For more than four decades, Albert “Sonny” McHalsie committed himself to learning Stó:lō history and sharing it with both the Stó:lō and Xwelítem (the hungry people, the Halq'eméylem word for white settlers). Now, he is finally retired.

McHalsie gathered stories and names from Halq'eméylem-speaking elders, collected and corroborated hundreds of histories from Stó:lō past. He rebuilt maps of Coast Salish communities, and spent time in the field digging into the physical remains of sqémél (pit houses) from centuries past. He has introduced thousands of Fraser Valley residents to the history of their own communities, and helped many First Nations rediscover their own heritage.

He participated in dozens, if not hundreds, of projects over the years—from naming schools and narrating documentaries to writing books and publishing academic articles. In the process, he earned two honourary degrees and two hereditary names: Naxaxalhts'i and Si:yémiya.

He is a Sxweyxwiyam—a historian—and over the years has become one of the most respected authorities on Stó:lō history and place names.

But it was never foreordained.

McHalsie’s childhood—like that of many Indigenous youth growing up in the ’60s and ’70s—wasn’t easy. His father, the elder Albert McHalsie, was Nlaka’pamux, from Anderson Creek. His mother was Stó:lō, from Chawathil. Both had attended residential school, and although the elder McHalsie shared some cultural teachings, Sonny’s own exposure was limited.

“I think they thought it would be better for us not to learn the culture because we were trying to learn Western society’s education system,” McHalsie wrote in his essay “We have to take care of everything that belongs to us” for the 2007 Coast Salish anthology Be of Good Mind.

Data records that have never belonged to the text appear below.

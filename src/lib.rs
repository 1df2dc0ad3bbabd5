//! syncliked library
//!
//! Copies a Spotify user's liked songs into a newly created playlist. The
//! library exposes the OAuth login flow, the paged liked-tracks reader, the
//! batched playlist writer and the orchestrator that ties them together.
//!
//! # Modules
//!
//! - `api` - HTTP endpoints for the local OAuth callback server
//! - `cli` - Command-line interface implementations
//! - `config` - Configuration from the environment and `.env`
//! - `error` - Error taxonomy
//! - `management` - Token storage and the login state machine
//! - `server` - Local HTTP server for OAuth callbacks
//! - `spotify` - Spotify Web API client
//! - `transfer` - Transfer orchestrator
//! - `types` - Domain and wire types
//! - `utils` - Small helpers
//!
//! # Example
//!
//! ```ignore
//! use std::sync::Arc;
//! use syncliked::{config::Config, management::FileTokenStore, spotify::SpotifyClient};
//! use syncliked::{transfer::Transfer, types::TransferRequest};
//!
//! #[tokio::main]
//! async fn main() -> syncliked::Res<()> {
//!     let client = SpotifyClient::new(Config::from_env()?)?;
//!     let transfer = Transfer::new(client, Arc::new(FileTokenStore::default_location()));
//!     let outcome = transfer.execute(&TransferRequest::new("My Liked Songs")).await;
//!     println!("{outcome}");
//!     Ok(())
//! }
//! ```

pub mod api;
pub mod cli;
pub mod config;
pub mod error;
pub mod management;
pub mod server;
pub mod spotify;
pub mod transfer;
pub mod types;
pub mod utils;

pub use error::{ApiError, Error};

/// Result alias used throughout the crate.
pub type Res<T> = std::result::Result<T, Error>;

/// Prints an informational message with a blue bullet point.
///
/// # Example
///
/// ```ignore
/// info!("Fetching liked songs...");
/// ```
#[macro_export]
macro_rules! info {
  ($($arg:tt)*) => ({
    use colored::Colorize;
    println!("[{}] {}", "o".blue().bold(), std::format_args!($($arg)*));
  })
}

/// Prints a success message with a green checkmark.
#[macro_export]
macro_rules! success {
  ($($arg:tt)*) => ({
    use colored::Colorize;
    println!("[{}] {}", "✓".green().bold(), std::format_args!($($arg)*));
  })
}

/// Prints an error message with a red exclamation mark and exits the program.
///
/// Only for fatal errors in the binary; library code returns [`Error`] instead.
#[macro_export]
macro_rules! error {
  ($($arg:tt)*) => ({
    use colored::Colorize;
    println!("[{}] {}", "!".red().bold(), std::format_args!($($arg)*));
    std::process::exit(1);
  })
}

/// Prints a warning message with a yellow exclamation mark.
#[macro_export]
macro_rules! warning {
  ($($arg:tt)*) => ({
    use colored::Colorize;
    println!("[{}] {}", "!".yellow().bold(), std::format_args!($($arg)*));
  })
}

“I had limited exposure to our traditional culture when I was younger, but enough to think about the importance of it and to try to understand some of it.”

McHalsie’s father worked on the railway, and moved around from community to community as positions opened up: Spuzzum, Brookmere, Harrison Mills, Spatsum, Shaw Springs, and finally Anderson Creek near Boston Bar.

During his early life, McHalsie discovered a passion for cars: fixing them, playing with them. His older sister Rhoda Peters, a former Chawathil chief and current councillor, remembered his love for automobiles from when they were young. Peters was raised by their grandparents and spent much of her youth in residential school. She saw young Sonny and her other siblings on holidays, during Christmas and Easter breaks.

“Mom would write to me, we’d get letters, and she would tell [me] about what the kids were doing, so that we weren’t strangers growing up,” Peters said.

McHalsie didn’t attend residential school—in 1977 he graduated from Hope Secondary “with little support,” his sister said. He moved down to Vancouver after graduation, participated in an archaeological dig near Hope in the summer of 1978, and then started an automotive mechanic program in Terrace. He finished his automotive program at the top of his class.

But when it came time for McHalsie to begin his apprenticeship as a mechanic, his heart wasn’t in it.

Members of the Hope Archeology Project in 1978, including Sonny McHalsie (back row, third from right). Back row from left to right: Richard Pete, Merle Jones, David [last name unknown], Carol Ford, Albert “Sonny” McHalsie, Sarah [last name unknown], Eugene Peters. Front row from left to right: Lyn Kay, Theresa May Pete-Jones, Veronica Cadden (nee Butler), Morley Eldridge, Gloria Ruyle. 📷 Sonny McHalsie/Facebook

The archeological work he had done in Hope still had a grip on his interest. When a job opened up for an economic development research assistant at the Chawathil First Nation, he applied, becoming the foreman for the nation’s fish farm and its farm co-op. Later, in 1985, a roundabout community network and word of mouth led him to a research assistant job at the Stó:lō Tribal Council.

“Judy Douglas [who called to offer the job] said because of my archaeology background they don’t even need to interview me,” McHalsie remembered in an interview with Chawathil podcaster and councillor Aaron Pete. “They said just show up to work on Tuesday morning at 8 o’clock,”

Tuesday morning was May 20, 1985. McHalsie showed up to work hungover.

“When I realized what an important job this was and how interesting this work was going to be, I said ‘That’s it, I’m not losing this job,’” McHalsie told Pete. “I quit drinking. So actually, my celebration for sobriety and my first day of work is the same day.”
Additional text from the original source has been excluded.